— Work required —
Go through the entries below from the first line and transcribe each one exactly, ending with the line that contains "pub const DEFAULT_DIRECTIVE: &str".
━━━━━ Records provided ━━━━━
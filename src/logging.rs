//! Tracing setup

use std::sync::Once;

use tracing_subscriber::filter::{Directive, LevelFilter};
use tracing_subscriber::{fmt, EnvFilter};

static TRACING_INIT: Once = Once::new();

/// Fallback directive when the configured one does not parse
pub const DEFAULT_DIRECTIVE: &str = "ledgerlens=info";

/// Install the global fmt subscriber
///
/// `RUST_LOG` is honoured; `directive` is added on top of it. Calling this
/// more than once, or after another subscriber was installed, is a no-op.
pub fn init_tracing(directive: &str) {
    TRACING_INIT.call_once(|| {
        let directive: Directive = directive
            .parse()
            .or_else(|_| DEFAULT_DIRECTIVE.parse())
            .unwrap_or_else(|_| LevelFilter::INFO.into());

        let filter = EnvFilter::from_default_env().add_directive(directive);

        let _ = fmt().with_env_filter(filter).try_init();
    });
}
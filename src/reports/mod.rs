//! Reports module for ledgerlens
//!
//! Pure aggregations over already-fetched records: the expense breakdown,
//! the 50/30/20 budget-rule evaluation, the dashboard overview and goal
//! progress.

pub mod breakdown;
pub mod budget_rule;
pub mod goals;
pub mod overview;

pub use breakdown::{BreakdownRow, CategoryBreakdown};
pub use budget_rule::{BudgetRuleLine, BudgetRuleReport, BudgetStatus, PercentageBasis, Severity};
pub use goals::GoalProgress;
pub use overview::DashboardOverview;
//! Transaction model
//!
//! Transactions are owned by the remote API; this crate only reads them.
//! Amounts are in cents. Expenses usually arrive negative, but the
//! aggregation code classifies by `type`, never by sign.

use chrono::NaiveDate;
use serde::{Deserialize, Serialize};
use std::fmt;

use super::ids::{AccountId, CategoryId, TransactionId};
use super::money::Money;
use crate::currency::CurrencyCode;

/// Direction of a transaction
#[derive(Debug, Clone, Copy, PartialEq, Eq, Hash, Serialize, Deserialize)]
pub enum TransactionType {
    Income,
    Expense,
}

impl TransactionType {
    /// Parse transaction type from string
    pub fn parse(s: &str) -> Option<Self> {
        match s.trim().to_lowercase().as_str() {
            "income" => Some(Self::Income),
            "expense" => Some(Self::Expense),
            _ => None,
        }
    }
}

impl fmt::Display for TransactionType {
    fn fmt(&self, f: &mut fmt::Formatter<'_>) -> fmt::Result {
        match self {
            Self::Income => write!(f, "Income"),
            Self::Expense => write!(f, "Expense"),
        }
    }
}

/// A financial transaction as served by the API
#[derive(Debug, Clone, Serialize, Deserialize)]
pub struct Transaction {
    pub id: TransactionId,

    #[serde(default, skip_serializing_if = "Option::is_none")]
    pub account_id: Option<AccountId>,

    /// Amount in cents
    pub amount: Money,

    #[serde(rename = "type")]
    pub transaction_type: TransactionType,

    #[serde(default)]
    pub category_id: Option<CategoryId>,

    pub currency_code: CurrencyCode,

    pub date: NaiveDate,

    #[serde(default, skip_serializing_if = "Option::is_none")]
    pub merchant_name: Option<String>,

    #[serde(default, skip_serializing_if = "Option::is_none")]
    pub description: Option<String>,
}

impl Transaction {
    /// Create a new transaction (mainly for tests and fixtures)
    pub fn new(
        transaction_type: TransactionType,
        amount: Money,
        category_id: Option<CategoryId>,
        date: NaiveDate,
    ) -> Self {
        Self {
            id: TransactionId::new(),
            account_id: None,
            amount,
            transaction_type,
            category_id,
            currency_code: CurrencyCode::new("COP"),
            date,
            merchant_name: None,
            description: None,
        }
    }

    pub fn is_expense(&self) -> bool {
        self.transaction_type == TransactionType::Expense
    }

    pub fn is_income(&self) -> bool {
        self.transaction_type == TransactionType::Income
    }

    /// Label for lists: merchant, then description, then a generic fallback
    pub fn display_name(&self) -> &str {
        self.merchant_name
            .as_deref()
            .filter(|s| !s.trim().is_empty())
            .or_else(|| self.description.as_deref().filter(|s| !s.trim().is_empty()))
            .unwrap_or("Transaction")
    }
}

impl fmt::Display for Transaction {
    fn fmt(&self, f: &mut fmt::Formatter<'_>) -> fmt::Result {
        write!(
            f,
            "{} {} {} {}",
            self.date.format("%Y-%m-%d"),
            self.display_name(),
            self.amount,
            self.currency_code
        )
    }
}

#[cfg(test)]
mod tests {
    use super::*;

    fn test_date() -> NaiveDate {
        NaiveDate::from_ymd_opt(2025, 1, 15).unwrap()
    }

    fn expense(cents: i64) -> Transaction {
        Transaction::new(TransactionType::Expense, Money::from_cents(cents), None, test_date())
    }

    #[test]
    fn test_type_predicates() {
        let txn = expense(-500);
        assert!(txn.is_expense());
        assert!(!txn.is_income());
    }

    #[test]
    fn test_type_parse() {
        assert_eq!(TransactionType::parse("Income"), Some(TransactionType::Income));
        assert_eq!(TransactionType::parse(" expense "), Some(TransactionType::Expense));
        assert_eq!(TransactionType::parse("transfer"), None);
    }

    #[test]
    fn test_display_name_fallbacks() {
        let mut txn = expense(-500);
        assert_eq!(txn.display_name(), "Transaction");

        txn.description = Some("Weekly groceries".into());
        assert_eq!(txn.display_name(), "Weekly groceries");

        txn.merchant_name = Some("Exito".into());
        assert_eq!(txn.display_name(), "Exito");
    }

    #[test]
    fn test_deserialize_api_record() {
        let json = r#"{
            "id": "550e8400-e29b-41d4-a716-446655440000",
            "amount": -1050,
            "type": "Expense",
            "category_id": null,
            "currency_code": "cop",
            "date": "2025-01-15",
            "merchant_name": "Exito"
        }"#;
        let txn: Transaction = serde_json::from_str(json).unwrap();
        assert_eq!(txn.amount.cents(), -1050);
        assert!(txn.is_expense());
        assert!(txn.category_id.is_none());
        assert_eq!(txn.date, test_date());
    }
}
━━━━━
— Result of the exercise —
filename src/logging.rs
//! Tracing setup

use std::sync::Once;

use tracing_subscriber::filter::{Directive, LevelFilter};
use tracing_subscriber::{fmt, EnvFilter};

static TRACING_INIT: Once = Once::new();

/// Fallback directive when the configured one does not parse
pub const DEFAULT_DIRECTIVE: &str = "ledgerlens=info";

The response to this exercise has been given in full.